Ekolojik ayak izi bakımından beslenme modelleri incelendiğinde, Akdeniz diyetinin diğerlerine göre azot, karbon, su ve enerji ayak izinin daha küçük olması, dünyamızın sağlığına daha az olumsuz etki gösteren sürdürülebilir bir beslenme modeli olarak görülmektedir.
Nordik diyeti; İskandinav ülkeleri olan Danimarka, Finlandiya, Norveç, İzlanda, İsveç gibi ülkelerdeki geleneksel yeme biçimi Nordik diyetine dayanmaktadır. Akdeniz diyeti ile benzerlik göstermektedir. Zeytinyağı yerine kanola yağı kullanılması Akdeniz diyetinden en önemli farkıdır.
Çift piramit diyeti; klasik besin piramidinin yani Akdeniz beslenmesinin yanına besinlerin ekolojik ayak izleri sınıflandırılmaktadır. Hem bireysel hem de ekosistem açısından yeterli olacak besinleri göstermektedir.
Vegan ve Vejetaryen diyetler; kırmızı et, tavuk, balık veya peynir gibi hayvansal kaynaklı besinlerin elimine edildiği diyetlerdir.
Dünya Doğayı Koruma Vakfı (WWF) tarafından yürütülen “Live Well Plate for Low Impact Food in Europe” (LIFE) projesi’ne göre; sürdürülebilir bir diyetin 6 temel ilkesi bulunmaktadır.

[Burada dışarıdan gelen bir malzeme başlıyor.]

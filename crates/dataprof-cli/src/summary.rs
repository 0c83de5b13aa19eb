//! Terminal summary tables for profile results.

use comfy_table::modifiers::UTF8_ROUND_CORNERS;
use comfy_table::presets::UTF8_FULL_CONDENSED;
use comfy_table::{Attribute, Cell, CellAlignment, Color, ContentArrangement, Table};
use serde_json::Value;

use dataprof_cli::pipeline::ProfileOutcome;

pub fn print_profile_summary(outcome: &ProfileOutcome) {
    println!("Dataset: {}", outcome.dataset.title);
    println!("Artifacts: {}", outcome.folder.display());
    if let (Some(rows), Some(columns)) = (
        outcome.summary.get("rows").and_then(Value::as_u64),
        outcome.summary.get("columns").and_then(Value::as_u64),
    ) {
        println!("Shape: {rows} rows x {columns} columns");
    }
    if outcome.from_cache {
        println!("(served from cache)");
    }

    let mut table = Table::new();
    table.set_header(vec![
        header_cell("Column"),
        header_cell("Type"),
        header_cell("Variable"),
        header_cell("Missing"),
        header_cell("Unique"),
        header_cell("PII"),
        header_cell("PII Type"),
        header_cell("Errors"),
    ]);
    apply_table_style(&mut table);
    align_column(&mut table, 4, CellAlignment::Right);
    align_column(&mut table, 5, CellAlignment::Center);
    align_column(&mut table, 7, CellAlignment::Right);

    let empty = Vec::new();
    let features = outcome.features.as_array().unwrap_or(&empty);
    for feature in features {
        table.add_row(vec![
            Cell::new(field_str(feature, "feat_physical_name")),
            Cell::new(field_str(feature, "feat_datatype")),
            Cell::new(field_str(feature, "feat_vartype")),
            Cell::new(field_str(feature, "feat_missing")),
            Cell::new(field_u64(feature, "feat_unique")),
            pii_cell(feature),
            Cell::new(field_str(feature, "feat_pii_type")),
            errors_cell(feature),
        ]);
    }
    println!("{table}");

    if outcome.violation_count > 0 {
        println!("{} rule violation(s) recorded", outcome.violation_count);
    }
}

pub fn apply_table_style(table: &mut Table) {
    table
        .load_preset(UTF8_FULL_CONDENSED)
        .apply_modifier(UTF8_ROUND_CORNERS)
        .set_content_arrangement(ContentArrangement::Dynamic);
}

pub fn header_cell(text: &str) -> Cell {
    Cell::new(text).add_attribute(Attribute::Bold)
}

fn align_column(table: &mut Table, index: usize, alignment: CellAlignment) {
    if let Some(column) = table.column_mut(index) {
        column.set_cell_alignment(alignment);
    }
}

fn pii_cell(feature: &Value) -> Cell {
    if feature.get("feat_is_pii").and_then(Value::as_bool) == Some(true) {
        Cell::new("yes").fg(Color::Red).add_attribute(Attribute::Bold)
    } else {
        Cell::new("no")
    }
}

fn errors_cell(feature: &Value) -> Cell {
    let count = feature.get("feat_errors").and_then(Value::as_u64).unwrap_or(0);
    if count > 0 {
        Cell::new(count).fg(Color::Yellow)
    } else {
        Cell::new(count)
    }
}

fn field_str<'a>(feature: &'a Value, key: &str) -> &'a str {
    feature.get(key).and_then(Value::as_str).unwrap_or("")
}

fn field_u64(feature: &Value, key: &str) -> u64 {
    feature.get(key).and_then(Value::as_u64).unwrap_or(0)
}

- Sebze ve meyve tüketimini artırmak
- Besin çeşitliliğini sağlamak
- Et tüketimini makul seviyelere indirmek
- Gıda israfını önlemek
- Sertifikalı gıda satın almak
- Şeker, şekerli içecekler, yağ, tuz ve tuz içeriği yüksek gıdaların tüketimini azaltmak.
Meyve sebze tüketiminde her zaman mevsiminde olanları tercih etmek, mümkünse pazarlardan alışveriş yapmak önem kazanmakta.
Her gün mor, kırmızı, turuncu, sarı, koyu yeşil, açık yeşil, beyaz olmak üzere 7 farklı renkte sebze ve meyve her gün tüketilmelidir.  6 yumruk sebze ve 2 yumruk kadar meyve günlük minimum tüketim olmalıdır.
Günde 1-2 su bardağı yoğurt veya kefir, haftada 1 kez kırmızı et, haftada 1 kez balık veya haftada 1 kez tavuk ana yemek olarak tercih edilebilir. Diğer günlerde protein ihtiyacı bezelye, barbunya, nohut, kuru fasulye veya börülce gibi bitkisel proteinlerden gelebilir ve sebzeler de haftada en az 2 gün ana yemek olabilir.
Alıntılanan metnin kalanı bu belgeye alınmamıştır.